All seem to be original but the seat, pedals and tires, all which I would have changed out anyway. I will replace the 4 finger brake lever with a pair of extra 2 digit ones I have since I plan on riding this bike on some of my local singletracks and since I can't stand the 4 finger levers.

I will report back here with a ride report once I get a chance to take it out (rain in Tahoe the last few days). I will also post some pics as is and after I fix it up on the specialized pic thread.

Thanks for all the advice, can't wait to get this bike out on the trails.


----------



## 70sSanO (Nov 20, 2013)

I think you made a good choice. Are the 2 finger levers canti and not v?

John


----------



## singletrackmack (Oct 18, 2012)

70sSanO said:


> I think you made a good choice. Are the 2 finger levers canti and not v?
> 
> John


I have 2 sets of v and one of canti. Will the v brake levers not work with the cantis on this bike?


----------



## 70sSanO (Nov 20, 2013)

Cantilever levers won't work with V-brakes because there is not enough cable pull. I was given a mountain bike and it had that setup and stopping was an experience so I swapped out the v-brakes for cantis.

V-brake levers with cantilever brakes is the opposite. The levers will pull more cable so the brake action should be pretty quick. I guess it is not an issue if you set them up with more clearance and if you are used to touchy disc brakes they might even be a better option. I've never setup a bike in this way, but I'm sure others have.

John


----------



## chimpanzee00 (Dec 16, 2006)

singletrackmack said:


> I am looking to get a new (to me) steel and can't decide between this rockhopper and this diamondback apex. They both look to be my size and I believe both are tange which will be a nice change since I already have a TT OXII. I think they have similarly spec components with deore DX but I am not sure. I realize these are not rare, but I am more interested in quality steel that I can ride the piss out of.
> 
> Both are going for a C note and look to be in good condition although the apex has some craptastic plastic pedals and the stem and brake levers look a little worn and the spec has a funky looking seat. Although I like to keep things original, the pedals and seat are not that big of an issue since I have plenty of extra to swap, but the stem and brake look a little concerning unless they are supposed to look that way.
> 
> ...


I have 2 XL frames I'm building:

1990 Diamondback Apex (smoke camo paint job)
1992 Trek 970 (black with "spaghetti lines" paint job)

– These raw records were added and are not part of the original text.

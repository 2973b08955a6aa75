//! Canvas 2D backend

use std::collections::HashMap;
use std::f64::consts::TAU;

use glam::Vec2;
use web_sys::{CanvasRenderingContext2d, HtmlImageElement};

use super::{Color, Rect, Surface};
use crate::assets::Sprite;

/// Draws onto an HTML canvas with preloaded sprite images
pub struct CanvasSurface {
    ctx: CanvasRenderingContext2d,
    images: HashMap<Sprite, HtmlImageElement>,
}

impl CanvasSurface {
    pub fn new(ctx: CanvasRenderingContext2d, images: HashMap<Sprite, HtmlImageElement>) -> Self {
        Self { ctx, images }
    }
}

impl Surface for CanvasSurface {
    fn draw_image(&mut self, sprite: Sprite, dest: Rect) {
        let Some(image) = self.images.get(&sprite) else {
            log::warn!("No image for {:?}", sprite);
            return;
        };
        if let Err(e) = self.ctx.draw_image_with_html_image_element_and_dw_and_dh(
            image,
            dest.x as f64,
            dest.y as f64,
            dest.w as f64,
            dest.h as f64,
        ) {
            log::warn!("drawImage failed for {:?}: {:?}", sprite, e);
        }
    }

    fn fill_rect(&mut self, rect: Rect, color: Color) {
        self.ctx.set_fill_style_str(&color.css());
        self.ctx
            .fill_rect(rect.x as f64, rect.y as f64, rect.w as f64, rect.h as f64);
    }

    fn fill_circle(&mut self, center: Vec2, radius: f32, color: Color) {
        self.ctx.begin_path();
        self.ctx.set_fill_style_str(&color.css());
        self.ctx
            .arc(center.x as f64, center.y as f64, radius as f64, 0.0, TAU)
            .ok();
        self.ctx.fill();
    }
}
//! Presentation helpers
//!
//! Pure text and colour decisions for the DOM overlay; the browser glue only
//! copies these values into elements.

use crate::sim::{EndReason, GameState, RunOutcome};

/// Which overlay screen is visible
#[derive(Debug, Clone, Copy, PartialEq, Eq)]
pub enum Screen {
    /// Name entry
    Start,
    /// No overlay, the run is live
    Playing,
    /// Power ran out
    Result,
    /// Hit a wall
    Loss,
}

impl Screen {
    pub fn for_state(state: &GameState) -> Self {
        use crate::sim::RunPhase;
        match state.phase {
            RunPhase::Idle => Screen::Start,
            RunPhase::Running => Screen::Playing,
            RunPhase::Ended(EndReason::Depleted) => Screen::Result,
            RunPhase::Ended(EndReason::Collided) => Screen::Loss,
        }
    }
}

/// Power meter colour band
#[derive(Debug, Clone, Copy, PartialEq, Eq)]
pub enum PowerTier {
    Critical,
    Low,
    Healthy,
}

impl PowerTier {
    pub fn for_power(power: u8) -> Self {
        if power < 20 {
            PowerTier::Critical
        } else if power < 40 {
            PowerTier::Low
        } else {
            PowerTier::Healthy
        }
    }

    pub fn css_color(&self) -> &'static str {
        match self {
            PowerTier::Critical => "red",
            PowerTier::Low => "orange",
            PowerTier::Healthy => "green",
        }
    }
}

/// The start button is usable once images are in and a name is typed
pub fn can_start(assets_ready: bool, name: &str) -> bool {
    assets_ready && !name.trim().is_empty()
}

/// Seconds as zero-padded `mm:ss`
pub fn format_clock(seconds: u32) -> String {
    format!("{:02}:{:02}", seconds / 60, seconds % 60)
}

/// Values shown while a run is live
#[derive(Debug, Clone, PartialEq, Eq)]
pub struct HudSnapshot {
    pub name_label: String,
    pub time_label: String,
    /// Meter width in percent
    pub power_percent: u8,
    pub power_color: &'static str,
}

impl HudSnapshot {
    pub fn from_state(state: &GameState) -> Self {
        Self {
            name_label: format!("Name: {}", state.player_name),
            time_label: format!("Time: {}", format_clock(state.elapsed_seconds)),
            power_percent: state.power,
            power_color: PowerTier::for_power(state.power).css_color(),
        }
    }
}

/// Lines for the end-of-run screen. Power only shows for depletion.
pub fn outcome_lines(outcome: &RunOutcome) -> Vec<String> {
    let mut lines = vec![
        format!("Name: {}", outcome.player_name),
        format!("Time: {}", format_clock(outcome.elapsed_seconds)),
    ];
    if outcome.reason == EndReason::Depleted {
        lines.push(format!("Power: {}%", outcome.final_power));
    }
    lines
}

I just completed the Apex build, see pics

I'm about to start the Trek 970 build, it has a Deore LX crank (48 tooth) on it already. The Apex required me to scrounge up a Shimano Exage 300LX Biopace crank, off of a (quality) 90's Mongoose.

*Details below:*

I just upgraded (& restored) a 1990 Diamondback Apex. I got the frame+fork for $20, gathered the rest of the parts:

*stock* Shimano Mountain-Track rear-derailleur
NEW Shimano Nexave TD-400 front derailleur
quality Promax front+rear v-brakes (front) from a 2004 Trek 4900, w/NEW brake pads
modern Shimano 3x7 trigger shifters (with numeric gear indicator)
front wheel Joytech hub
rear wheel FH-RM40 hub

UPGRADE:

NEW pedals
NEW brake pads
NEW WTB (Wilderness Trail Bikes) seat
NEW foam grips
NEW tires (Innova 2.1"), see pic
NEW SRAM 830 chain w/QuikLink (see pic)

I found the "True Temper" flat bar lying around, off a 90's Trek mountain bike

It's designed for rugged city use ("Urban Assault Bike") -- commuter, exercise, college student.

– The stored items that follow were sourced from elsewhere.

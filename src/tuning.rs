//! Data-driven game balance
//!
//! Every gameplay constant the simulation reads lives here so a page can
//! override it through settings without recompiling.

use serde::{Deserialize, Serialize};

use crate::consts::*;

/// Gameplay constants for one run
#[derive(Debug, Clone, PartialEq, Serialize, Deserialize)]
#[serde(default)]
pub struct Tuning {
    pub surface_width: f32,
    pub surface_height: f32,

    pub player_x: f32,
    pub player_size: f32,
    pub player_step: f32,

    pub wall_width: f32,
    pub wall_min_height: u32,
    pub wall_max_height: u32,
    pub spawn_spacing: f32,
    pub scroll_speed: f32,

    pub pickup_radius: f32,
    pub pickup_margin: f32,
    pub pickup_floor: f32,
    pub pickup_reach: f32,
    pub pickup_power: u8,
    pub max_pickup_attempts: u32,

    pub start_power: u8,
    pub max_power: u8,

    pub clock_period_ms: u32,
    pub input_period_ms: u32,

    /// Leaving the surface ends the run even with no wall alongside.
    /// Off by default: the loss only triggers while a wall overlaps the
    /// player's column.
    pub out_of_bounds_always_fatal: bool,
}

impl Default for Tuning {
    fn default() -> Self {
        Self {
            surface_width: SURFACE_WIDTH,
            surface_height: SURFACE_HEIGHT,

            player_x: PLAYER_X,
            player_size: PLAYER_SIZE,
            player_step: PLAYER_STEP,

            wall_width: WALL_WIDTH,
            wall_min_height: WALL_MIN_HEIGHT,
            wall_max_height: WALL_MAX_HEIGHT,
            spawn_spacing: SPAWN_SPACING,
            scroll_speed: SCROLL_SPEED,

            pickup_radius: PICKUP_RADIUS,
            pickup_margin: PICKUP_MARGIN,
            pickup_floor: PICKUP_FLOOR,
            pickup_reach: PICKUP_REACH,
            pickup_power: PICKUP_POWER,
            max_pickup_attempts: MAX_PICKUP_ATTEMPTS,

            start_power: START_POWER,
            max_power: MAX_POWER,

            clock_period_ms: CLOCK_PERIOD_MS,
            input_period_ms: INPUT_PERIOD_MS,

            out_of_bounds_always_fatal: false,
        }
    }
}

impl Tuning {
    /// Vertical centre of the surface (player start position)
    pub fn surface_center_y(&self) -> f32 {
        self.surface_height / 2.0
    }

    /// Half the player sprite's edge length
    pub fn player_half(&self) -> f32 {
        self.player_size / 2.0
    }

    /// Right edge of the player's fixed column
    pub fn player_right(&self) -> f32 {
        self.player_x + self.player_size
    }

    /// Batteries are tracked by their bounding box
    pub fn pickup_diameter(&self) -> f32 {
        self.pickup_radius * 2.0
    }

    /// Spawned entities start here and scroll left
    pub fn spawn_x(&self) -> f32 {
        self.surface_width
    }

    /// A new entity is due once the previous one is left of this line
    pub fn spawn_line(&self) -> f32 {
        self.surface_width - self.spawn_spacing
    }
}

Heavy (34 lbs?), the big tires contribute to that

I'm selling it, in the Los Angeles area.

I also restored/upgraded a 1989 Diamondback Ascent EX, same "smoke" paint job as above. It had a "straight" (tapered) front fork, while this 1988 Apex was curved.


----------



## chimpanzee00 (Dec 16, 2006)

chimpanzee00 said:


> I have 2 XL frames I'm building:
> 
> 1990 Diamondback Apex (smoke camo paint job)
> 1992 Trek 970 (black with "spaghetti lines" paint job)
> ...


More pics

I'm not sophisticated enough, to discern riding quality between Diamondback Apex (Shimano Biopace 300LX Exage crank) & Trek 970 (Deore LX crank).

Both are Chromoly frames, higher-end models. BOth have "curved" forks, for good dampening (?). Does that translate to a more "lively ride"?

See last pic of Trek 970


----------



## ojito (Jun 20, 2010)

Oh man, you guys made me wish I still had my Ascent EX. I raced that rigid thing for years, and rode it on gnarly stuff that I still think is hard, haha... 

Chimpanzee, my Ascent was the reverse color of that Trek, white with black paint drippy lines all over it. Very cool, thanks


----------